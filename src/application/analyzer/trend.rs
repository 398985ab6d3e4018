use crate::domain::candle::Candle;
use crate::domain::swing::{BosEvent, Direction, SwingPoint, SwingType, TrendBias, TrendSnapshot};

/// Emits one snapshot per bar (§4.2 "Trend bias snapshot"). Bullish iff
/// the last `min_swing_pairs` highs and lows both strictly increase (HH,
/// HL) and the most recent BOS at-or-before the bar is bullish; bearish
/// symmetric; else sideways.
pub fn trend_snapshots(
    candles: &[Candle],
    swings: &[SwingPoint],
    bos_events: &[BosEvent],
    min_swing_pairs: usize,
) -> Vec<TrendSnapshot> {
    let mut out = Vec::with_capacity(candles.len());
    let mut sorted_bos: Vec<&BosEvent> = bos_events.iter().collect();
    sorted_bos.sort_by_key(|b| b.index);

    for i in 0..candles.len() {
        let highs: Vec<rust_decimal::Decimal> = swings
            .iter()
            .filter(|s| s.swing_type == SwingType::High && s.candle_index <= i)
            .map(|s| s.price)
            .collect();
        let lows: Vec<rust_decimal::Decimal> = swings
            .iter()
            .filter(|s| s.swing_type == SwingType::Low && s.candle_index <= i)
            .map(|s| s.price)
            .collect();

        let last_bos_dir = sorted_bos
            .iter()
            .filter(|b| b.index <= i)
            .last()
            .map(|b| b.direction);

        let bias = if strictly_increasing_tail(&highs, min_swing_pairs)
            && strictly_increasing_tail(&lows, min_swing_pairs)
            && last_bos_dir == Some(Direction::Bullish)
        {
            TrendBias::Bullish
        } else if strictly_decreasing_tail(&highs, min_swing_pairs)
            && strictly_decreasing_tail(&lows, min_swing_pairs)
            && last_bos_dir == Some(Direction::Bearish)
        {
            TrendBias::Bearish
        } else {
            TrendBias::Sideways
        };

        let pd_position = match (lows.last(), highs.last()) {
            (Some(&low), Some(&high)) if high != low => {
                let raw = ((candles[i].close - low) / (high - low))
                    .to_string()
                    .parse::<f64>()
                    .unwrap_or(0.0);
                Some(raw.clamp(0.0, 1.0))
            }
            _ => None,
        };

        out.push(TrendSnapshot {
            index: i,
            timestamp_ms: candles[i].timestamp_ms,
            bias,
            pd_position,
        });
    }

    out
}

fn strictly_increasing_tail(values: &[rust_decimal::Decimal], min_pairs: usize) -> bool {
    if values.len() < min_pairs.max(2) {
        return false;
    }
    let tail = &values[values.len() - min_pairs.max(2)..];
    tail.windows(2).all(|w| w[1] > w[0])
}

fn strictly_decreasing_tail(values: &[rust_decimal::Decimal], min_pairs: usize) -> bool {
    if values.len() < min_pairs.max(2) {
        return false;
    }
    let tail = &values[values.len() - min_pairs.max(2)..];
    tail.windows(2).all(|w| w[1] < w[0])
}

TASK PROMPT: Please print the material above exactly as it appears, from its first line through the line containing "Emits one snapshot", inclusive, and stop there.

ANSWER SECTION:
filename src/application/analyzer/trend.rs
repository 398985ab6d3e4018
use crate::domain::candle::Candle;
use crate::domain::swing::{BosEvent, Direction, SwingPoint, SwingType, TrendBias, TrendSnapshot};

/// Emits one snapshot per bar (§4.2 "Trend bias snapshot"). Bullish iff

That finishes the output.